use actix_web::{HttpResponse, error::InternalError, web};
use rust_decimal::Decimal;
use serde::Serialize;
use tracing::warn;

pub const INVALID_AMOUNT_MESSAGE: &str = "O valor da doação é inválido.";

#[derive(Serialize, Debug)]
pub struct ApiError {
    error: String,
}

impl ApiError {
    pub fn new(message: impl Into<String>) -> Self {
        Self {
            error: message.into(),
        }
    }
}

/// Malformed JSON bodies get the same `{error}` shape as validation errors.
pub fn json_config() -> web::JsonConfig {
    web::JsonConfig::default()
        .limit(4096)
        .error_handler(|err, _req| {
            warn!("Rejected donation body: {}", err);
            let response = HttpResponse::BadRequest().json(ApiError::new(INVALID_AMOUNT_MESSAGE));
            InternalError::from_response(err, response).into()
        })
}

/// `1500.5` -> `R$ 1.500,50`
pub fn format_brl(amount: Decimal) -> String {
    let rendered = format!("{:.2}", amount.round_dp(2));
    let (sign, digits) = match rendered.strip_prefix('-') {
        Some(rest) => ("-", rest),
        None => ("", rendered.as_str()),
    };
    let (integer, fraction) = digits.split_once('.').unwrap_or((digits, "00"));

    let mut grouped = String::with_capacity(integer.len() + integer.len() / 3);
    for (i, c) in integer.chars().enumerate() {
        if i > 0 && (integer.len() - i) % 3 == 0 {
            grouped.push('.');
        }
        grouped.push(c);
    }

    format!("{}R$ {},{}", sign, grouped, fraction)
}

pub fn escape_html(raw: &str) -> String {
    let mut escaped = String::with_capacity(raw.len());
    for c in raw.chars() {
        match c {
            '&' => escaped.push_str("&amp;"),
            '<' => escaped.push_str("&lt;"),
            '>' => escaped.push_str("&gt;"),
            '"' => escaped.push_str("&quot;"),
            '\'' => escaped.push_str("&#39;"),
            _ => escaped.push(c),
        }
    }
    escaped
}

_Problem:_ Give back the complete material, keeping every word exactly as written.

_Answer to this problem:_
use actix_web::{HttpResponse, error::InternalError, web};
use rust_decimal::Decimal;
use serde::Serialize;
use tracing::warn;

pub const INVALID_AMOUNT_MESSAGE: &str = "O valor da doação é inválido.";

#[derive(Serialize, Debug)]
pub struct ApiError {
    error: String,
}

impl ApiError {
    pub fn new(message: impl Into<String>) -> Self {
        Self {
            error: message.into(),
        }
    }
}

/// Malformed JSON bodies get the same `{error}` shape as validation errors.
pub fn json_config() -> web::JsonConfig {
    web::JsonConfig::default()
        .limit(4096)
        .error_handler(|err, _req| {
            warn!("Rejected donation body: {}", err);
            let response = HttpResponse::BadRequest().json(ApiError::new(INVALID_AMOUNT_MESSAGE));
            InternalError::from_response(err, response).into()
        })
}

/// `1500.5` -> `R$ 1.500,50`
pub fn format_brl(amount: Decimal) -> String {
    let rendered = format!("{:.2}", amount.round_dp(2));
    let (sign, digits) = match rendered.strip_prefix('-') {
        Some(rest) => ("-", rest),
        None => ("", rendered.as_str()),
    };
    let (integer, fraction) = digits.split_once('.').unwrap_or((digits, "00"));

    let mut grouped = String::with_capacity(integer.len() + integer.len() / 3);
    for (i, c) in integer.chars().enumerate() {
        if i > 0 && (integer.len() - i) % 3 == 0 {
            grouped.push('.');
        }
        grouped.push(c);
    }

    format!("{}R$ {},{}", sign, grouped, fraction)
}

pub fn escape_html(raw: &str) -> String {
    let mut escaped = String::with_capacity(raw.len());
    for c in raw.chars() {
        match c {
            '&' => escaped.push_str("&amp;"),
            '<' => escaped.push_str("&lt;"),
            '>' => escaped.push_str("&gt;"),
            '"' => escaped.push_str("&quot;"),
            '\'' => escaped.push_str("&#39;"),
            _ => escaped.push(c),
        }
    }
    escaped
}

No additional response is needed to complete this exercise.